More than 1 million Californians have filed unemployment claims since March 13, Newsom said Wednesday. A week ago, he issued a statewide stay-at-home order, shuttering all but essential businesses.
Tom Bannon, CEO of the California Apartment Association, said the measure will provide welcome relief to millions of mortgage holders across the state.
“People will sleep better tonight than they did last night,” Bannon said.
But the relief isn’t coming soon enough for renters, who still have looming April 1 rent payments. The association has urged its members to act with compassion to freeze rent hikes and halt evictions through the duration of the pandemic.

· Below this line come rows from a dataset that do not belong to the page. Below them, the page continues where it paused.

use anyhow::Result;
use log::debug;
use reqwest::{
    Client,
    header::{ACCEPT, AUTHORIZATION, HeaderMap, HeaderValue},
};
use std::time::Duration;

use crate::{github::GitHub, runtime::Runtime};

pub const USER_AGENT: &str = "starsort-cli";
pub const GITHUB_JSON: &str = "application/vnd.github.v3+json";
pub const TOKEN_ENV: &str = "GITHUB_TOKEN";

/// Pages fetched when no token is available and no explicit limit was given.
pub const UNAUTHENTICATED_PAGE_LIMIT: u32 = 2;

/// Tunables of the fetch loop.
#[derive(Debug, Clone, PartialEq, Eq)]
pub struct FetchSettings {
    /// Items requested per page (the API maximum)
    pub per_page: u32,
    /// Pause before every request for a page after the first
    pub courtesy_delay: Duration,
    /// Remaining quota at or below which requests are slowed down
    pub low_quota_threshold: u64,
    /// Extra pause per request below the threshold
    pub pacing_step: Duration,
    pub max_pacing_delay: Duration,
    /// Longest reset wait worth sleeping through; beyond it the fetch aborts
    pub max_reset_wait: Duration,
    /// Added on top of the reset wait so the retry lands after the reset
    pub reset_buffer: Duration,
    /// Assumed wait when a throttled response carries no reset time
    pub default_reset_window: Duration,
    /// Consecutive retryable failures tolerated on one page
    pub max_retries: u32,
    /// Server errors back off linearly by this much per attempt
    pub server_backoff: Duration,
}

impl Default for FetchSettings {
    fn default() -> Self {
        Self {
            per_page: 100,
            courtesy_delay: Duration::from_secs(1),
            low_quota_threshold: 10,
            pacing_step: Duration::from_secs(1),
            max_pacing_delay: Duration::from_secs(5),
            max_reset_wait: Duration::from_secs(60 * 60),
            reset_buffer: Duration::from_secs(1),
            default_reset_window: Duration::from_secs(60 * 60),
            max_retries: 3,
            server_backoff: Duration::from_secs(2),
        }
    }
}

/// Everything a run needs, resolved from CLI flags and the environment.
pub struct Config<R: Runtime> {
    pub runtime: R,
    pub github: GitHub,
    pub settings: FetchSettings,
    pub token: Option<String>,
}

impl<R: Runtime> Config<R> {
    pub fn new(runtime: R, token: Option<String>, api_url: Option<String>) -> Result<Self> {
        let token = token
            .or_else(|| runtime.env_var(TOKEN_ENV).ok())
            .filter(|t| !t.trim().is_empty());

        let mut headers = HeaderMap::new();
        headers.insert(ACCEPT, HeaderValue::from_static(GITHUB_JSON));
        if let Some(token) = &token {
            let mut auth_value = HeaderValue::from_str(&format!("Bearer {}", token))?;
            auth_value.set_sensitive(true);
            headers.insert(AUTHORIZATION, auth_value);
            debug!("Using GitHub token for authentication: {}", mask_token(token));
        }

        let client = Client::builder()
            .user_agent(USER_AGENT)
            .default_headers(headers)
            .build()?;

        let github = GitHub::new(client, api_url, token.is_some());

        Ok(Self {
            runtime,
            github,
            settings: FetchSettings::default(),
            token,
        })
    }
}

/// Shows only the first 4 and last 4 characters of a token.
fn mask_token(token: &str) -> String {
    let chars: Vec<char> = token.chars().collect();
    if chars.len() <= 8 {
        return "*".repeat(chars.len());
    }
    let head: String = chars[..4].iter().collect();
    let tail: String = chars[chars.len() - 4..].iter().collect();
    format!("{}*********{}", head, tail)
}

Newsom has fallen short of imposing a statewide moratorium on evictions that many lawmakers and advocacy groups have said is necessary to provide relief to the millions of California renters who have been furloughed, laid off or seen their hours slashed.
“It's just irresponsible,” said Leah Simon-Weisberg, legal director with the tenant-rights group Alliance of Californians for Community Empowerment. She noted that the absence of a statewide moratorium has created a confusing patchwork system. “The amount of work he's creating is completely unnecessary. He should be doing everything he can to take care of this.”
Earlier this month, Newsom issued an executive order clarifying the legal authority cities and counties have to enact their own eviction moratoriums. And on Wednesday, he said he had a team of people working out the legal details to enact a statewide moratorium.
“For me it’s practice, not promise,” he said. “[The] issues are much more complicated than they may appear.”
Governors in Oregon, Washington, New York, Indiana and Maryland have already enacted moratoriums on evictions in their states. And last week, the Federal Housing Finance Agency directed Fannie Mae and Freddie Mac to suspend foreclosures and evictions for at least 60 days for single-family mortgage holders.